TAIR integrates information about the Arabidopsis genome, genes, gene products, natural variants, mutant alleles and plant phenotypes and research literature. Data in TAIR can be retrieved using simple and advanced searches, bulk query and download tools, and in collections of prepared text files. The Arabidopsis genome and annotations can be visualized using the interactive SeqViewer and GBrowse tools. TAIR's biocurators are responsible for acquiring and integrating data from the research literature (functional annotation) as well as for assisting the community in using Arabidopsis data and tools. TAIR collaborates with the Arabidopsis Biological Resource Consortium (ABRC) to allow researchers to search, browse and order seed and DNA stocks. The ABRC's mission is to acquire, preserve and distribute seed and DNA resources that are useful to the Arabidopsis research community. TAIR's community includes over 28,000 registered users and the website draws about 60,000 unique visitors per month.

TAIR is supported and maintained by the nonprofit organization Phoenix Bioinformatics, and funded by subscriptions.

==TAIR funding history==

From its inception in 1999 to 2013, TAIR was primarily funded by the National Science Foundation (Grant No. DBI-0850219). In response to the end of NSF funding, a core group of TAIR staff founded the non-profit organization, Phoenix Bioinformatics, with the aim of finding creative solutions to database sustainability.
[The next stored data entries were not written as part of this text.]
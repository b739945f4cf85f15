//! Shared fixtures plus a canned-response transport for asserting on the
//! exact requests the library assembles.
#![allow(dead_code)]

use std::sync::Mutex;

use async_trait::async_trait;
use bytes::Bytes;
use reqwest::StatusCode;
use serde_json::{Value, json};

use unsplash::{ApiRequest, ApiResponse, Result, Transport};

pub fn response(status: u16, body: &Value) -> ApiResponse {
    ApiResponse {
        status: StatusCode::from_u16(status).unwrap(),
        body: Bytes::from(body.to_string()),
    }
}

pub fn user_json(username: &str) -> Value {
    json!({
        "id": "pXhwzz1JtQU",
        "username": username,
        "name": "Gilbert Kane",
        "portfolio_url": "https://theylooklikeeggsorsomething.com/",
        "bio": "XO",
        "location": "Way out there",
        "total_likes": 5,
        "total_photos": 74,
        "profile_image": {
            "small": "https://images.unsplash.com/face-springmorning.jpg?h=32&w=32",
            "medium": "https://images.unsplash.com/face-springmorning.jpg?h=64&w=64",
            "large": "https://images.unsplash.com/face-springmorning.jpg?h=128&w=128"
        },
        "links": {
            "self": format!("https://api.unsplash.com/users/{username}"),
            "html": format!("https://unsplash.com/{username}"),
            "photos": format!("https://api.unsplash.com/users/{username}/photos"),
            "likes": format!("https://api.unsplash.com/users/{username}/likes")
        }
    })
}

pub fn category_json(id: u32, title: &str) -> Value {
    json!({
        "id": id,
        "title": title,
        "photo_count": 5296,
        "links": {
            "self": format!("https://api.unsplash.com/categories/{id}"),
            "photos": format!("https://api.unsplash.com/categories/{id}/photos")
        }
    })
}

pub fn photo_json(id: &str) -> Value {
    json!({
        "id": id,
        "width": 2448,
        "height": 3264,
        "color": "#6E633A",
        "likes": 24,
        "urls": {
            "raw": format!("https://images.unsplash.com/photo-{id}"),
            "full": format!("https://images.unsplash.com/photo-{id}?fm=jpg"),
            "regular": format!("https://images.unsplash.com/photo-{id}?w=1080"),
            "small": format!("https://images.unsplash.com/photo-{id}?w=400"),
            "thumb": format!("https://images.unsplash.com/photo-{id}?w=200")
        },
        "links": {
            "self": format!("https://api.unsplash.com/photos/{id}"),
            "html": format!("https://unsplash.com/photos/{id}"),
            "download": format!("https://unsplash.com/photos/{id}/download"),
            "download_location": format!("https://api.unsplash.com/photos/{id}/download")
        },
        "categories": [category_json(4, "Nature")],
        "user": user_json("poorkane")
    })
}

pub fn photo_list_json(count: usize) -> Value {
    Value::Array(
        (0..count)
            .map(|i| photo_json(&format!("photo-{i}")))
            .collect(),
    )
}

/// Transport that replies with queued responses while recording every
/// request it is handed, in order.
#[derive(Debug, Default)]
pub struct FakeTransport {
    responses: Mutex<Vec<ApiResponse>>,
    requests: Mutex<Vec<ApiRequest>>,
}

impl FakeTransport {
    pub fn new() -> Self {
        Self::default()
    }

    pub fn respond_with(self, status: u16, body: &Value) -> Self {
        self.responses.lock().unwrap().push(response(status, body));
        self
    }

    pub fn requests(&self) -> Vec<ApiRequest> {
        self.requests.lock().unwrap().clone()
    }
}

#[async_trait]
impl Transport for FakeTransport {
    async fn execute(&self, request: ApiRequest) -> Result<ApiResponse> {
        let response = {
            let mut responses = self.responses.lock().unwrap();
            if responses.is_empty() {
                panic!("no canned response left for {} {}", request.method, request.url);
            }

            responses.remove(0)
        };

        self.requests.lock().unwrap().push(request);

        Ok(response)
    }
}
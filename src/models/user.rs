use serde::{Deserialize, Serialize};

use crate::client::{Client, query_params};
use crate::models::photo::Photo;
use crate::result::Result;
use crate::transport::Params;

/// A photographer profile. Fields beyond the declared ones are ignored when
/// parsing.
#[derive(Debug, Clone, PartialEq, Serialize, Deserialize)]
pub struct User {
    pub id: String,
    pub username: String,
    pub name: Option<String>,
    pub portfolio_url: Option<String>,
    pub bio: Option<String>,
    pub location: Option<String>,
    pub total_likes: Option<u64>,
    pub total_photos: Option<u64>,
    pub profile_image: Option<ProfileImage>,
    pub links: Option<UserLinks>,
}

#[derive(Debug, Clone, PartialEq, Serialize, Deserialize)]
pub struct ProfileImage {
    pub small: String,
    pub medium: String,
    pub large: String,
}

#[derive(Debug, Clone, PartialEq, Serialize, Deserialize)]
pub struct UserLinks {
    #[serde(rename = "self")]
    pub self_link: String,
    pub html: String,
    pub photos: String,
    pub likes: Option<String>,
}

impl User {
    /// Fetch a single user by username.
    pub async fn find<T: AsRef<str>>(client: &Client, username: T) -> Result<User> {
        client
            .get(&format!("/users/{}", username.as_ref()), Params::new())
            .await?
            .parse()
    }

    /// List a user's photos, newest first, one page at a time.
    pub async fn photos<T: AsRef<str>>(
        client: &Client,
        username: T,
        page: u32,
        per_page: u32,
    ) -> Result<Vec<Photo>> {
        let params = query_params!(
            "page" => page,
            "per_page" => per_page,
        );

        client
            .get(&format!("/users/{}/photos", username.as_ref()), params)
            .await?
            .parse()
    }
}
use serde::{Deserialize, Serialize};

use crate::client::{Client, query_params};
use crate::models::photo::Photo;
use crate::result::Result;
use crate::transport::Params;

#[derive(Debug, Clone, PartialEq, Serialize, Deserialize)]
pub struct Category {
    pub id: u32,
    pub title: String,
    pub photo_count: Option<u64>,
    pub links: Option<CategoryLinks>,
}

#[derive(Debug, Clone, PartialEq, Serialize, Deserialize)]
pub struct CategoryLinks {
    #[serde(rename = "self")]
    pub self_link: String,
    pub photos: String,
}

impl Category {
    /// List every category.
    pub async fn all(client: &Client) -> Result<Vec<Category>> {
        client.get("/categories", Params::new()).await?.parse()
    }

    /// Fetch a single category by id.
    pub async fn find(client: &Client, id: u32) -> Result<Category> {
        client
            .get(&format!("/categories/{id}"), Params::new())
            .await?
            .parse()
    }

    /// List a category's photos, one page at a time.
    pub async fn photos(
        client: &Client,
        id: u32,
        page: u32,
        per_page: u32,
    ) -> Result<Vec<Photo>> {
        let params = query_params!(
            "page" => page,
            "per_page" => per_page,
        );

        client
            .get(&format!("/categories/{id}/photos"), params)
            .await?
            .parse()
    }
}

#[cfg(test)]
mod tests {
    use super::*;

    #[test]
    fn parses_a_category() {
        let category: Category = serde_json::from_value(serde_json::json!({
            "id": 4,
            "title": "Nature",
            "photo_count": 24783,
            "links": {
                "self": "https://api.unsplash.com/categories/4",
                "photos": "https://api.unsplash.com/categories/4/photos"
            }
        }))
        .unwrap();

        assert_eq!(category.id, 4);
        assert_eq!(category.title, "Nature");
        assert_eq!(category.photo_count, Some(24783));
    }
}
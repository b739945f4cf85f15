pub mod category;
pub mod photo;
pub mod stats;
pub mod user;

pub use category::{Category, CategoryLinks};
pub use photo::{Photo, PhotoLinks, PhotoUrls, Quality, RandomFilters};
pub use stats::Stats;
pub use user::{ProfileImage, User, UserLinks};
use serde::{Deserialize, Serialize};

use crate::client::Client;
use crate::result::Result;
use crate::transport::Params;

/// Library-wide totals.
#[derive(Debug, Clone, PartialEq, Serialize, Deserialize)]
pub struct Stats {
    pub photos: u64,
    pub downloads: u64,
    pub views: Option<u64>,
    pub likes: Option<u64>,
}

impl Stats {
    /// Fetch the total counts across the whole library.
    pub async fn total(client: &Client) -> Result<Stats> {
        client.get("/stats/total", Params::new()).await?.parse()
    }
}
In September 2013, with the support of Phoenix, TAIR transitioned to subscription revenues. Subscription fees are used to fund continuous data curation and improvements to TAIR's database and tools. TAIR offers a variety of subscription options to access the full, up-to-date resource.

To ensure the greatest community access to data, and promote data reuse, subscriber-only data in TAIR is made available to the public one year after its initial release on the TAIR site.

==TAIR releases==

The A. thaliana genome was first plant genome to be completely sequenced in 2000. Since then, the genome has been periodically updated and revised to reflect changes and incorporate new information as technology advances.

- TIGR1 - Following the original Arabidopsis thaliana genome sequence published in Nature in December 2000, a standalone Arabidopsis database update released in January 2001, quickly followed by incremental updates TIGR2-3.
- TIGR4 - A major update introducing spliced alignments, UTR annotations, and alternative splicing, released in April 2003.

- TIGR5 - The final TIGR release provided in January 2004.
- TAIR6 - The first TAIR publication, released in November 2005
- TAIR7-10 - Released between 2007 and 2010, TAIR7-10 updated loci and added newly discovered genes. TAIR10 was integrated into GenBank.
- Araport11 - A complete reannotation of the entire genome released in November 2016.
- TAIR12 - The latest reannotation of the Arabidopsis thaliana genome, and the first to be completed without grant funding. Available under accession number PRJEB100887 at the European Nucleotide Archive (ENA) and National Center for Biotechnology Information (NCBI), released Feb 13, 2026.